Referendum: il “Leone veneto” aspetta l’ultima chance

Referendum: il 'Leone veneto' aspetta l'ultima chance
Referendum: il ‘Leone veneto’ aspetta l’ultima chance.

 

 

VENEZIA. – Questa volta il Veneto ci prova senza mitra e ‘carrarmati’ fatti in casa, per via istituzionale. “Diamo fiducia a Zaia per l’ennesima volta, ma vogliamo che ci porti all’indipendenza” chiarisce Luca Peroni, ex comandante del Tanko con cui i “Serenissimi” diedero l’assalto a Piazza San Marco, una notte di maggio del 1997. La questione ‘veneta’ arrivò per la prima volta sulle tv di tutto il mondo, Cnn compresa.

Vent’anni dopo, il Leone di San Marco, che sta su bandiere e fazzoletti di ogni indipendentista che si rispetti, non ruggisce più. Resta in attesa che al Veneto arrivi almeno “il contentino” dell’autonomia. Quella che tante stagioni di Lega e ampolle padane di Bossi non hanno mai portato.

La trattativa con lo Stato: questo agita i sonni degli ex Serenissimi’, come il padovano Flavio Contin, 75 anni, che nel garage di casa nascondeva il vecchio Tanko, mentre costruiva la sua riedizione, la ruspa blindata scoperta dai Ros del 2014. Lui e altri reduci della stagione veneta di ‘attacco’ allo Stato non si fanno illusioni.

“A Roma sono dei delinquenti – dice – ma non sono cretini”. Ce l’ha intanto con la storia della legge regionale sull’esposizione del Gonfalone Veneto, che il Governo ha impugnato giudicandola contro le leggi nazionali. “Lo Stato – sibila – si è comportato come Madrid con la Catalogna, una cosa immonda.
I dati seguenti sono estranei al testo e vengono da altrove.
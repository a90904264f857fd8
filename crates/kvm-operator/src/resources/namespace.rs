//! Cluster namespace
//!
//! First resource of every pass. A namespace that is already terminating
//! means the guest cluster is going away, so an apply pass stops here
//! instead of recreating objects inside it.

use super::{create_all, delete_all, get_existing};
use crate::config::ManifestConfig;
use crate::crd::KvmCluster;
use crate::error::Result;
use crate::framework::{ManagedObject, ReconcileContext, ReconcileEvent, Resource, ResourceKind};
use crate::key;
use crate::manifests::ManifestBuilder;
use crate::store::ObjectStore;
use async_trait::async_trait;
use k8s_openapi::api::core::v1::Namespace;
use kube::{Api, Client};
use std::sync::Arc;
use tracing::info;

const TERMINATING: &str = "Terminating";

impl ManagedObject for Namespace {
    const KIND: ResourceKind = ResourceKind::Namespace;

    fn api(client: Client, _namespace: Option<&str>) -> Api<Self> {
        Api::all(client)
    }

    fn is_modified(&self, _desired: &Self) -> bool {
        false
    }
}

fn is_terminating(namespace: &Namespace) -> bool {
    namespace
        .status
        .as_ref()
        .and_then(|s| s.phase.as_deref())
        == Some(TERMINATING)
}

pub struct NamespaceResource {
    store: Arc<dyn ObjectStore<Namespace>>,
    manifests: Arc<ManifestConfig>,
}

impl NamespaceResource {
    pub fn new(store: Arc<dyn ObjectStore<Namespace>>, manifests: Arc<ManifestConfig>) -> Self {
        Self { store, manifests }
    }
}

#[async_trait]
impl Resource<KvmCluster> for NamespaceResource {
    type Object = Namespace;

    fn name(&self) -> &'static str {
        "namespace"
    }

    async fn get_current_state(
        &self,
        ctx: &ReconcileContext,
        obj: &KvmCluster,
    ) -> Result<Vec<Namespace>> {
        let name = key::cluster_namespace(obj);
        let current = get_existing(self.store.as_ref(), None, &[name.clone()]).await?;

        if ctx.event() == ReconcileEvent::Apply && current.iter().any(is_terminating) {
            info!(namespace = %name, "Namespace is terminating, cancelling reconciliation");
            ctx.cancel();
        }

        Ok(current)
    }

    async fn get_desired_state(
        &self,
        _ctx: &ReconcileContext,
        obj: &KvmCluster,
    ) -> Result<Vec<Namespace>> {
        Ok(vec![ManifestBuilder::new(obj, &self.manifests)?.build_namespace()])
    }

    async fn apply_create_change(
        &self,
        _ctx: &ReconcileContext,
        _obj: &KvmCluster,
        change: &[Namespace],
    ) -> Result<()> {
        create_all(self.store.as_ref(), change).await
    }

    async fn apply_delete_change(
        &self,
        _ctx: &ReconcileContext,
        _obj: &KvmCluster,
        change: &[Namespace],
    ) -> Result<()> {
        delete_all(self.store.as_ref(), change, None).await
    }

    async fn apply_update_change(
        &self,
        _ctx: &ReconcileContext,
        _obj: &KvmCluster,
        _change: &[Namespace],
    ) -> Result<()> {
        Ok(())
    }
}

#[cfg(test)]
mod tests {
    use super::*;
    use crate::crd::tests::test_cluster;
    use crate::framework::{Framework, Handler, PassOutcome, ResourceRouter};
    use crate::resources::tests::{test_config, Fixture};
    use crate::resources::versioned_resources;
    use crate::framework::metrics::MetricsRegistry;
    use k8s_openapi::api::core::v1::NamespaceStatus;
    use k8s_openapi::apimachinery::pkg::apis::meta::v1::ObjectMeta;

    fn terminating(name: &str) -> Namespace {
        Namespace {
            metadata: ObjectMeta {
                name: Some(name.to_string()),
                ..Default::default()
            },
            status: Some(NamespaceStatus {
                phase: Some(TERMINATING.to_string()),
                ..Default::default()
            }),
            ..Default::default()
        }
    }

    fn resource(fixture: &Fixture) -> NamespaceResource {
        NamespaceResource::new(fixture.namespaces.clone(), Arc::new(ManifestConfig::default()))
    }

    #[tokio::test]
    async fn test_creates_cluster_namespace() {
        let fixture = Fixture::new();
        let ctx = ReconcileContext::new();

        resource(&fixture)
            .ensure_created(&ctx, &test_cluster("al9qy", "1.0.0"))
            .await
            .unwrap();
        assert_eq!(fixture.namespaces.names(), vec!["al9qy"]);
        assert!(!ctx.is_cancelled());
    }

    #[tokio::test]
    async fn test_terminating_namespace_cancels_pass() {
        let fixture = Fixture::new();
        fixture.namespaces.insert(terminating("al9qy"));
        let ctx = ReconcileContext::new();

        resource(&fixture)
            .ensure_created(&ctx, &test_cluster("al9qy", "1.0.0"))
            .await
            .unwrap();
        assert!(ctx.is_cancelled());
    }

    #[tokio::test]
    async fn test_terminating_namespace_short_circuits_the_pipeline() {
        let fixture = Fixture::new();
        fixture.namespaces.insert(terminating("al9qy"));
        let registry = Arc::new(MetricsRegistry::default());
        let table = versioned_resources(&fixture.stores(), &test_config(), &registry).unwrap();
        let fw = Framework::new(Arc::new(ResourceRouter::new(table)));

        let outcome = fw
            .reconcile(&test_cluster("al9qy", "1.0.0"), ReconcileEvent::Apply)
            .await
            .unwrap();
        assert_eq!(outcome, PassOutcome::Cancelled { resource: "namespace" });
        assert_eq!(fixture.config_maps.len(), 0);
        assert_eq!(fixture.deployments.len(), 0);
    }

    #[tokio::test]
    async fn test_delete_pass_continues_past_terminating_namespace() {
        let fixture = Fixture::new();
        fixture.namespaces.insert(terminating("al9qy"));
        let ctx = ReconcileContext::for_event(ReconcileEvent::Delete);

        resource(&fixture)
            .ensure_deleted(&ctx, &test_cluster("al9qy", "1.0.0"))
            .await
            .unwrap();
        assert!(!ctx.is_cancelled());
        assert_eq!(fixture.namespaces.len(), 0);
    }
}
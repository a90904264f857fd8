//! Per node deployments running the guest VMs
//!
//! Creates and scale-down deletes are applied right away. Updates replace a
//! node's VM, so they are rolled: nothing is updated while any node is still
//! coming up, and at most one node is updated per pass. The pod template
//! carries a checksum of the node's config map, so a cloud-config change
//! stays pending on every node until that node was rolled.

use super::config_map::node_selector;
use super::{create_all, delete_all, namespaced_api, replace_all};
use crate::config::ManifestConfig;
use crate::crd::KvmCluster;
use crate::diff;
use crate::error::Result;
use crate::framework::{ChangeSet, ManagedObject, ReconcileContext, Resource, ResourceKind};
use crate::key::{self, CONFIG_CHECKSUM_ANNOTATION, VERSION_BUNDLE_ANNOTATION};
use crate::manifests::{EtcdStorage, ManifestBuilder};
use crate::store::ObjectStore;
use async_trait::async_trait;
use k8s_openapi::api::apps::v1::Deployment;
use k8s_openapi::api::core::v1::Container;
use kube::{Api, Client};
use std::collections::HashMap;
use std::sync::Arc;
use tracing::{debug, info};

fn version_of(deployment: &Deployment) -> Option<&str> {
    deployment
        .metadata
        .annotations
        .as_ref()
        .and_then(|a| a.get(VERSION_BUNDLE_ANNOTATION))
        .map(String::as_str)
}

fn config_checksum_of(deployment: &Deployment) -> Option<&str> {
    deployment
        .spec
        .as_ref()
        .and_then(|s| s.template.metadata.as_ref())
        .and_then(|m| m.annotations.as_ref())
        .and_then(|a| a.get(CONFIG_CHECKSUM_ANNOTATION))
        .map(String::as_str)
}

fn replicas_of(deployment: &Deployment) -> i32 {
    deployment
        .spec
        .as_ref()
        .and_then(|s| s.replicas)
        .unwrap_or(1)
}

fn containers_of(deployment: &Deployment) -> &[Container] {
    deployment
        .spec
        .as_ref()
        .and_then(|s| s.template.spec.as_ref())
        .map(|s| s.containers.as_slice())
        .unwrap_or_default()
}

/// Whether every desired replica is available
pub fn is_available(deployment: &Deployment) -> bool {
    let available = deployment
        .status
        .as_ref()
        .and_then(|s| s.available_replicas)
        .unwrap_or(0);
    available >= replicas_of(deployment)
}

impl ManagedObject for Deployment {
    const KIND: ResourceKind = ResourceKind::Deployment;

    fn api(client: Client, namespace: Option<&str>) -> Api<Self> {
        namespaced_api(client, namespace)
    }

    fn is_modified(&self, desired: &Self) -> bool {
        if version_of(self) != version_of(desired)
            || replicas_of(self) != replicas_of(desired)
            || config_checksum_of(self) != config_checksum_of(desired)
        {
            return true;
        }

        let current: HashMap<&str, &Container> = containers_of(self)
            .iter()
            .map(|c| (c.name.as_str(), c))
            .collect();
        let wanted = containers_of(desired);

        current.len() != wanted.len()
            || wanted.iter().any(|w| match current.get(w.name.as_str()) {
                Some(c) => c.image != w.image || c.env != w.env,
                None => true,
            })
    }
}

pub struct DeploymentResource {
    store: Arc<dyn ObjectStore<Deployment>>,
    manifests: Arc<ManifestConfig>,
    etcd: EtcdStorage,
}

impl DeploymentResource {
    pub fn new(
        store: Arc<dyn ObjectStore<Deployment>>,
        manifests: Arc<ManifestConfig>,
        etcd: EtcdStorage,
    ) -> Self {
        Self {
            store,
            manifests,
            etcd,
        }
    }
}

#[async_trait]
impl Resource<KvmCluster> for DeploymentResource {
    type Object = Deployment;

    fn name(&self) -> &'static str {
        "deployment"
    }

    async fn get_current_state(
        &self,
        _ctx: &ReconcileContext,
        obj: &KvmCluster,
    ) -> Result<Vec<Deployment>> {
        let namespace = key::cluster_namespace(obj);
        self.store.list(Some(&namespace), &node_selector(obj)).await
    }

    async fn get_desired_state(
        &self,
        _ctx: &ReconcileContext,
        obj: &KvmCluster,
    ) -> Result<Vec<Deployment>> {
        ManifestBuilder::new(obj, &self.manifests)?.build_deployments(self.etcd)
    }

    async fn new_update_patch(
        &self,
        ctx: &ReconcileContext,
        _obj: &KvmCluster,
        current: &[Deployment],
        desired: &[Deployment],
    ) -> Result<ChangeSet<Deployment>> {
        let mut patch = ChangeSet {
            create: diff::create_change(current, desired),
            delete: diff::delete_change_for_update(current, desired),
            update: Vec::new(),
        };

        let mut candidates = diff::update_change(current, desired);
        // Config maps and deployments share names
        let existing: Vec<&str> = current.iter().map(|d| d.object_name()).collect();
        for deployment in desired {
            let name = deployment.object_name();
            if ctx.config_map_updated(name)
                && existing.contains(&name)
                && !candidates.iter().any(|c| c.object_name() == name)
            {
                candidates.push(deployment.clone());
            }
        }

        if candidates.is_empty() {
            return Ok(patch);
        }

        if let Some(pending) = current.iter().find(|d| !is_available(d)) {
            debug!(
                waiting_for = pending.object_name(),
                candidates = candidates.len(),
                "Deployment not available yet, postponing updates"
            );
            return Ok(patch);
        }

        patch.update = candidates.into_iter().take(1).collect();
        Ok(patch)
    }

    async fn apply_create_change(
        &self,
        _ctx: &ReconcileContext,
        _obj: &KvmCluster,
        change: &[Deployment],
    ) -> Result<()> {
        create_all(self.store.as_ref(), change).await
    }

    async fn apply_delete_change(
        &self,
        _ctx: &ReconcileContext,
        _obj: &KvmCluster,
        change: &[Deployment],
    ) -> Result<()> {
        delete_all(self.store.as_ref(), change, None).await
    }

    async fn apply_update_change(
        &self,
        _ctx: &ReconcileContext,
        _obj: &KvmCluster,
        change: &[Deployment],
    ) -> Result<()> {
        for deployment in change {
            info!(
                name = deployment.object_name(),
                version = version_of(deployment).unwrap_or_default(),
                "Rolling guest node"
            );
        }
        replace_all(self.store.as_ref(), change).await
    }
}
Non dovrebbero neanche toccarla la bandiera veneta, la più antica del mondo”.

Poi torna al referendum: “Serve anche questo – riflette Contin – se è propedeutico a darci l’autonomia. Ma a Roma non molleranno, ne sono certo”. Contin nega che alla base di tutto ci siano i soldi: “E’ diverso, anche dalla Catalogna – sottolinea – che ne ha fatto una battaglia politica. In Veneto l’autonomia è un fatto identitario, storico e culturale. Non c’è scelta: o fai la rivoluzione, e butti per aria tutto, o cerchi di avere più dignità, per difendere il frutto del tuo lavoro”. “Zaia sarà costretto ad andare a trattare – prosegue – vedremo…”.

Una data simbolo quella del referendum del 22 ottobre, 151 anni esatti dopo il plebiscito “truffa” che nel 1866 sancì l’annessione del Veneto al Regno d’Italia. “Dopo 150 anni -sottolinea Luca Peroni – potremo dire la nostra sull’autonomia. E’ un modo di rifare quel referendum truffaldino, una tappa della strada che noi abbiamo aperto con l’azione del 1997”.

“Se vincono i sì – assicura Peroni, presidente del sedicente ‘Veneto Serenissimo Governo’ – noi faremo i garanti, per costringere Zaia, quando sarà a Roma, ad assumersi le sue responsabilità. Vorremmo facesse come Milan Kucan, che nel 1991 portò la Slovenia a staccarsi da Belgrado con referendum popolare”.

Teme invece un’altra volta il miraggio Lucio Chiavegato, ex leader dei Forconi, confluito in ‘Siamo Veneto’, una delle tante sigle della galassia indipendentista. Anche lui, come Contin, è sotto processo a Brescia per l’inchiesta sui ‘Serenissimi 2.0’, che nel 2014 portò all’arresto di 24 ‘patrioti’ lombardo-veneti. “Il referendum va bene – dice – spero al voto vada oltre il 60%. Finalmente ci viene chiesto come la pensiamo. Ma la trattativa con lo Stato sarà un processo di anni, non di mesi. Subito non cambierà niente. Se fossero furbi, a Roma, ci darebbero le briciole, e molti si accontenterebbero”.

“I veneti vadano a votare – conclude Chiavegato – ma questo non è un referendum: è un elettroencefalogramma, per capire se sono ancora vivi”.